The smaller of the two clinics is located on the outskirts of Yerevan, while the larger of the two is a ten-room medical facility owned by the Wellness Center that opened in July 2003. It is located by Lake Sevan, sixty miles northeast of Yerevan. It was created for patients in the city of Gavar, which has the highest per-capita rate of breast abnormalities in Armenia. Originally an old village house, the Clinic's building was renovated extensively. Family-centered Primary Care services are also provided to families, including men and children.

== Medical outreach ==
To provide screening services to rural Armenians, the Wellness Center began monthly Medical Outreach Missions in 1997. Using a van donated by the US State Department's Humanitarian Assistance Program, the Center transports doctors and a portable ultrasound machine to remote villages, providing free screenings. Patients with abnormalities are referred to the Center in Yerevan for mammograms and further diagnosis.
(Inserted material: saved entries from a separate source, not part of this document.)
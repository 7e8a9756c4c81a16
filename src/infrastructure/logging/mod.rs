//! Logging initialization using tracing.

use anyhow::Result;
use tracing_appender::non_blocking::WorkerGuard;
use tracing_appender::rolling;
use tracing_subscriber::layer::SubscriberExt;
use tracing_subscriber::util::SubscriberInitExt;
use tracing_subscriber::EnvFilter;

use crate::domain::models::LoggingConfig;

/// Initialize the global subscriber.
///
/// The configured level is the baseline; each `-v` on the command line
/// raises it one step (info -> debug -> trace). `RUST_LOG` overrides
/// everything when set. Returns a guard that must be held for the life of
/// the process when file output is enabled.
pub fn init(config: &LoggingConfig, verbosity: u8) -> Result<Option<WorkerGuard>> {
    let level = escalate(&config.level, verbosity);
    let filter = EnvFilter::try_from_default_env().unwrap_or_else(|_| EnvFilter::new(level));

    let guard = if let Some(ref log_dir) = config.log_dir {
        let file_appender = rolling::daily(log_dir, "perfrig.log");
        let (file_writer, guard) = tracing_appender::non_blocking(file_appender);
        let file_layer = tracing_subscriber::fmt::layer()
            .json()
            .with_writer(file_writer)
            .with_ansi(false)
            .with_target(true);

        if config.format == "json" {
            tracing_subscriber::registry()
                .with(filter)
                .with(file_layer)
                .with(
                    tracing_subscriber::fmt::layer()
                        .json()
                        .with_writer(std::io::stderr),
                )
                .init();
        } else {
            tracing_subscriber::registry()
                .with(filter)
                .with(file_layer)
                .with(tracing_subscriber::fmt::layer().with_writer(std::io::stderr))
                .init();
        }
        Some(guard)
    } else {
        if config.format == "json" {
            tracing_subscriber::registry()
                .with(filter)
                .with(
                    tracing_subscriber::fmt::layer()
                        .json()
                        .with_writer(std::io::stderr),
                )
                .init();
        } else {
            tracing_subscriber::registry()
                .with(filter)
                .with(tracing_subscriber::fmt::layer().with_writer(std::io::stderr))
                .init();
        }
        None
    };

    Ok(guard)
}

/// Raise a baseline level by `verbosity` steps.
fn escalate(level: &str, verbosity: u8) -> String {
    const ORDER: [&str; 5] = ["error", "warn", "info", "debug", "trace"];
    let base = ORDER.iter().position(|l| *l == level).unwrap_or(2);
    let raised = (base + usize::from(verbosity)).min(ORDER.len() - 1);
    ORDER[raised].to_string()
}

#[cfg(test)]
mod tests {
    use super::*;

    #[test]
    fn test_escalate() {
        assert_eq!(escalate("info", 0), "info");
        assert_eq!(escalate("info", 1), "debug");
        assert_eq!(escalate("info", 2), "trace");
        assert_eq!(escalate("info", 9), "trace");
        assert_eq!(escalate("warn", 1), "info");
        assert_eq!(escalate("bogus", 0), "info");
    }
}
In 2005, the Wellness Center also began to provide basic gynecological and primary health care services during these Missions.

== Education ==
Awareness campaigns stress healthy lifestyle choices and the importance of annual mammograms, monthly breast self-examinations, and annual Pap smears. Since 1997, the Wellness Center has observed October as Breast Cancer Awareness Month. Breast screening services are provided at fifty percent of the normal subsidized fee, or at no cost to the destitute. Cultural, scientific and social events are also held. These social and cultural activities culminate in a "health walk", which attracts over 3,000 participants each year.

==Construction==
In 2002, in recognition of the impact that the Wellness Center had already made on women's health care in the country, a Soviet-era five-story building was donated by a Presidential decree from the Armenian Government to the Wellness Center.